> [What you have to do]
Using the records below, find every line that includes "Mutex" and copy it.
• • •
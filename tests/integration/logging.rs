//! Logging integration tests
//!
//! Captures tracing events in memory and checks what the store and query
//! layers report.

use std::collections::HashMap;
use std::fmt;
use std::sync::{Arc, Mutex};

use herd::foundation::{Entity, EntityId};
use herd::query::QueryEntity;
use herd::storage::{EntityStore, StoreConfig};
use tracing::field::{Field, Visit};
use tracing::{Event, Level, Subscriber};
use tracing_subscriber::Layer;
use tracing_subscriber::layer::{Context, SubscriberExt};

// =============================================================================
// Capture Layer
// =============================================================================

#[derive(Clone, Debug)]
struct Captured {
    level: Level,
    fields: HashMap<String, String>,
}

impl Captured {
    fn message(&self) -> &str {
        self.fields.get("message").map_or("", String::as_str)
    }

    fn field(&self, name: &str) -> Option<&str> {
        self.fields.get(name).map(String::as_str)
    }
}

#[derive(Default)]
struct FieldVisitor {
    fields: HashMap<String, String>,
}

impl Visit for FieldVisitor {
    fn record_debug(&mut self, field: &Field, value: &dyn fmt::Debug) {
        self.fields.insert(field.name().to_string(), format!("{value:?}"));
    }

    fn record_str(&mut self, field: &Field, value: &str) {
        self.fields.insert(field.name().to_string(), value.to_string());
    }

    fn record_u64(&mut self, field: &Field, value: u64) {
        self.fields.insert(field.name().to_string(), value.to_string());
    }

    fn record_i64(&mut self, field: &Field, value: i64) {
        self.fields.insert(field.name().to_string(), value.to_string());
    }
}

#[derive(Clone, Default)]
struct CaptureLayer {
    events: Arc<Mutex<Vec<Captured>>>,
}

impl<S: Subscriber> Layer<S> for CaptureLayer {
    fn on_event(&self, event: &Event<'_>, _ctx: Context<'_, S>) {
        let mut visitor = FieldVisitor::default();
        event.record(&mut visitor);
        let captured = Captured {
            level: *event.metadata().level(),
            fields: visitor.fields,
        };
        if let Ok(mut events) = self.events.lock() {
            events.push(captured);
        }
    }
}

fn capture(body: impl FnOnce()) -> Vec<Captured> {
    let layer = CaptureLayer::default();
    let events = layer.events.clone();
    let subscriber = tracing_subscriber::registry().with(layer);
    tracing::subscriber::with_default(subscriber, body);
    events.lock().map(|e| e.clone()).unwrap_or_default()
}

// =============================================================================
// Fixture
// =============================================================================

#[derive(Clone, Debug, PartialEq)]
struct Card {
    id: i64,
    lane: &'static str,
}

impl Entity for Card {
    fn id(&self) -> EntityId {
        EntityId::from(self.id)
    }
}

// =============================================================================
// Tests
// =============================================================================

#[test]
fn published_snapshots_are_logged_at_debug() {
    let events = capture(|| {
        let store = EntityStore::new(StoreConfig::named("board"));
        store.set(vec![Card { id: 1, lane: "todo" }, Card { id: 2, lane: "doing" }]);
    });

    let published: Vec<_> = events
        .iter()
        .filter(|e| e.message() == "published snapshot")
        .collect();
    assert_eq!(published.len(), 1);
    assert_eq!(published[0].level, Level::DEBUG);
    assert_eq!(published[0].field("store"), Some("board"));
    assert_eq!(published[0].field("action"), Some("set"));
    assert_eq!(published[0].field("count"), Some("2"));
}

#[test]
fn no_ops_are_logged_at_trace() {
    let events = capture(|| {
        let store: EntityStore<Card> = EntityStore::new(StoreConfig::named("board"));
        store.remove(9);
    });

    assert!(
        events
            .iter()
            .any(|e| e.level == Level::TRACE && e.field("action") == Some("remove"))
    );
    assert!(!events.iter().any(|e| e.message() == "published snapshot"));
}

#[test]
fn id_changing_patch_is_logged_at_warn() {
    let events = capture(|| {
        let store = EntityStore::new(StoreConfig::named("board"));
        store.add(Card { id: 1, lane: "todo" });
        store.update(1, |card| card.id = 2);
    });

    let warning = events
        .iter()
        .find(|e| e.level == Level::WARN)
        .expect("warn event");
    assert_eq!(warning.field("id"), Some("1"));
    assert_eq!(warning.field("patched_id"), Some("2"));
}

#[test]
fn ignored_active_id_is_logged_at_debug() {
    let events = capture(|| {
        let store: EntityStore<Card> = EntityStore::new(StoreConfig::named("board"));
        store.set_active(5);
    });

    assert!(
        events
            .iter()
            .any(|e| e.level == Level::DEBUG && e.message() == "ignored unknown active id")
    );
}

#[test]
fn missing_active_entity_is_logged() {
    let events = capture(|| {
        let store: EntityStore<Card> = EntityStore::new(StoreConfig::named("board"));
        let query = QueryEntity::new(&store);
        assert!(query.select_active().is_err());
    });

    let event = events
        .iter()
        .find(|e| e.message() == "no active entity")
        .expect("debug event");
    assert_eq!(event.field("operation"), Some("select_active"));
}

#[test]
fn select_many_flush_is_traced() {
    let events = capture(|| {
        let store: EntityStore<Card> = EntityStore::new(StoreConfig::named("board"));
        let query = QueryEntity::new(&store);
        let _sub = query
            .select_many([1], &herd::query::SelectOptions::new())
            .subscribe(|_| {});
        store.add(Card { id: 1, lane: "todo" });
        query.turns().run_until_idle();
    });

    let flushes: Vec<_> = events
        .iter()
        .filter(|e| e.message() == "select_many flushed")
        .collect();
    assert_eq!(flushes.len(), 1);
    assert_eq!(flushes[0].field("count"), Some("1"));
}
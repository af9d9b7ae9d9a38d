//! Error types for Herd.
//!
//! Uses `thiserror` for ergonomic error definition with rich context.
//! Most "failures" in a collection store are not errors at all: missing
//! entities resolve to `None` and no-op mutations are ignored. What remains
//! is modelled here.

use std::fmt;

use thiserror::Error;

/// The main error type for Herd operations.
#[derive(Debug, Error)]
#[error("{kind}")]
pub struct Error {
    /// The kind of error that occurred.
    pub kind: ErrorKind,
    /// Optional context about where the error occurred.
    pub context: Option<ErrorContext>,
}

impl Error {
    /// Creates a new error with the given kind.
    #[must_use]
    pub fn new(kind: ErrorKind) -> Self {
        Self {
            kind,
            context: None,
        }
    }

    /// Adds context to this error.
    #[must_use]
    pub fn with_context(mut self, context: ErrorContext) -> Self {
        self.context = Some(context);
        self
    }

    /// Creates a "no active entity" error.
    #[must_use]
    pub fn no_active_entity() -> Self {
        Self::new(ErrorKind::NoActiveEntity)
    }

    /// Returns true if this is a "no active entity" error.
    #[must_use]
    pub fn is_no_active_entity(&self) -> bool {
        matches!(self.kind, ErrorKind::NoActiveEntity)
    }
}

/// Categorized error kinds for pattern matching.
#[derive(Debug, Clone, PartialEq, Eq, Error)]
pub enum ErrorKind {
    /// An active-entity view was requested while no entity is active.
    #[error("no active entity: set an active id before selecting the active entity")]
    NoActiveEntity,

    /// An integer does not fit the id range.
    #[error("id out of range: {0}")]
    IdOutOfRange(String),
}

/// Context about where an error occurred.
#[derive(Debug, Clone, Default, PartialEq, Eq)]
pub struct ErrorContext {
    /// Name of the store involved.
    pub store: Option<String>,
    /// Operation that raised the error.
    pub operation: Option<String>,
}

impl ErrorContext {
    /// Creates a new empty context.
    #[must_use]
    pub fn new() -> Self {
        Self::default()
    }

    /// Sets the store name.
    #[must_use]
    pub fn with_store(mut self, store: impl Into<String>) -> Self {
        self.store = Some(store.into());
        self
    }

    /// Sets the operation name.
    #[must_use]
    pub fn with_operation(mut self, operation: impl Into<String>) -> Self {
        self.operation = Some(operation.into());
        self
    }
}

impl fmt::Display for ErrorContext {
    fn fmt(&self, f: &mut fmt::Formatter<'_>) -> fmt::Result {
        match (&self.operation, &self.store) {
            (Some(op), Some(store)) => write!(f, "in {op} on store {store}"),
            (Some(op), None) => write!(f, "in {op}"),
            (None, Some(store)) => write!(f, "on store {store}"),
            (None, None) => Ok(()),
        }
    }
}

/// Result type alias for Herd operations.
pub type Result<T> = std::result::Result<T, Error>;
• • •
> [Answer to this problem]
use std::sync::{Arc, Mutex};
    events: Arc<Mutex<Vec<Captured>>>,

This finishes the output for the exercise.